Meallerdeki sıralama bir tercih sıralaması değil alfabetik sıralamadır. Ziyaretçilerimiz takip etmek istedikleri mealleri sol sütundan seçerek ilerleyebilirler. Tercihlerinin hatırlanması için "Tercihimi Hatırla" tıklanmalıdır.
 
 

Semmâ’ûne lilkeżibi ekkâlûne lissuht(i)(c) fe-in câûke fahkum beynehum ev a’rid ‘anhum(s) ve-in tu’rid ‘anhum felen yadurrûke şey-(en)(s) ve-in hakemte fahkum beynehum bilkist(i)(c) inna(A)llâhe yuhibbu-lmuksitîn(e)

Onlar, yalan söylemek için boyuna dinlerler, haramı ve rüşveti de boyuna yerler. Sana gelirlerse aralarında hüküm ver, yahut da yüz çevir onlardan.

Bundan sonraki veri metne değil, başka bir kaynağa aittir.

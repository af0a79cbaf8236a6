//! Persistent scanner state: indent stack, measured column, runback queue.
//!
//! One [`ScannerState`] belongs to one parse session. Cloning it yields an
//! independent snapshot; the codec turns snapshots into bytes for the host's
//! checkpoints.

use smallvec::SmallVec;

use crate::error::ScanError;
use crate::runback::Runback;

/// Columns of the open layout sections, innermost last.
///
/// # Invariant
///
/// The bottom entry is a `0` sentinel that is never popped, so the stack is
/// never empty and [`top`](Self::top) is always defined.
#[derive(Clone, Debug, PartialEq, Eq)]
pub struct IndentStack {
    entries: SmallVec<[u32; 16]>,
}

impl Default for IndentStack {
    fn default() -> Self {
        Self::new()
    }
}

impl IndentStack {
    /// A stack holding only the sentinel.
    pub fn new() -> Self {
        let mut entries = SmallVec::new();
        entries.push(0);
        IndentStack { entries }
    }

    /// Column of the innermost open section (`0` when none is open).
    #[inline]
    pub fn top(&self) -> u32 {
        self.entries.last().copied().unwrap_or(0)
    }

    /// Number of entries, sentinel included.
    #[inline]
    pub fn depth(&self) -> usize {
        self.entries.len()
    }

    /// Whether any section above the sentinel is open.
    #[inline]
    pub fn has_open_section(&self) -> bool {
        self.entries.len() > 1
    }

    /// Section columns above the sentinel, outermost first.
    pub fn sections(&self) -> &[u32] {
        &self.entries[1..]
    }

    /// Open a section at `column`.
    ///
    /// Fails without modifying the stack once it holds `limit` entries.
    pub(crate) fn push(&mut self, column: u32, limit: usize) -> Result<(), ScanError> {
        if self.entries.len() >= limit {
            return Err(ScanError::IndentDepthExceeded { limit });
        }
        self.entries.push(column);
        Ok(())
    }

    /// Close the innermost section. The sentinel stays.
    pub(crate) fn pop(&mut self) -> Option<u32> {
        if self.has_open_section() {
            self.entries.pop()
        } else {
            None
        }
    }
}

/// Everything the scanner remembers between calls.
#[derive(Clone, Debug, Default, PartialEq, Eq)]
pub struct ScannerState {
    /// Column of the first non-space character on the last measured line.
    pub(crate) indent_length: u32,
    pub(crate) indents: IndentStack,
    pub(crate) runback: Runback,
}

impl ScannerState {
    /// Fresh state: sentinel-only stack, empty queue, column 0.
    pub fn new() -> Self {
        Self::default()
    }

    /// Return to the fresh state in place.
    pub fn reset(&mut self) {
        self.indent_length = 0;
        self.indents = IndentStack::new();
        self.runback.clear();
    }

    /// Column measured after the most recent newline.
    #[inline]
    pub fn indent_length(&self) -> u32 {
        self.indent_length
    }

    #[inline]
    pub fn indents(&self) -> &IndentStack {
        &self.indents
    }

    #[inline]
    pub fn runback(&self) -> &Runback {
        &self.runback
    }
}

Yüz çevirirsen, kesin olarak sana hiçbir zarar veremez onlar ve eğer hüküm verirsen, aralarında, adaletle hüküm ver, şüphe yok ki Allah, adalet sahiplerini sever.

O (Yahudi inkârcılar ve Müslüman geçinen münafıklar ki;) yalana (ve din adına uydurma safsatalara) çokça ve sıkça kulak verenler ve (nasıl kazanıldığına bakmayıp) haramı ve haksız kazancı doyumsuzca yiyenlerdir. Şayet (bunlar hakemlik yapman için) Sana gelirlerse (ister) aralarında (adaletle ve kendi kitaplarına göre) hükmet veya onlardan yüz çevir (Sen bilirsin). Eğer onlardan yüz çevirip (ilgilenmezsen) kesinlikle ve hiçbir şekilde Sana zarar veremeyeceklerdir. Aralarında hükmedecek olursan da adaletle karar vermelisin. Şüphesiz Allah adil (dengeli ve gerekli şekilde) hüküm verenleri sever (hayra ve huzura eriştirir).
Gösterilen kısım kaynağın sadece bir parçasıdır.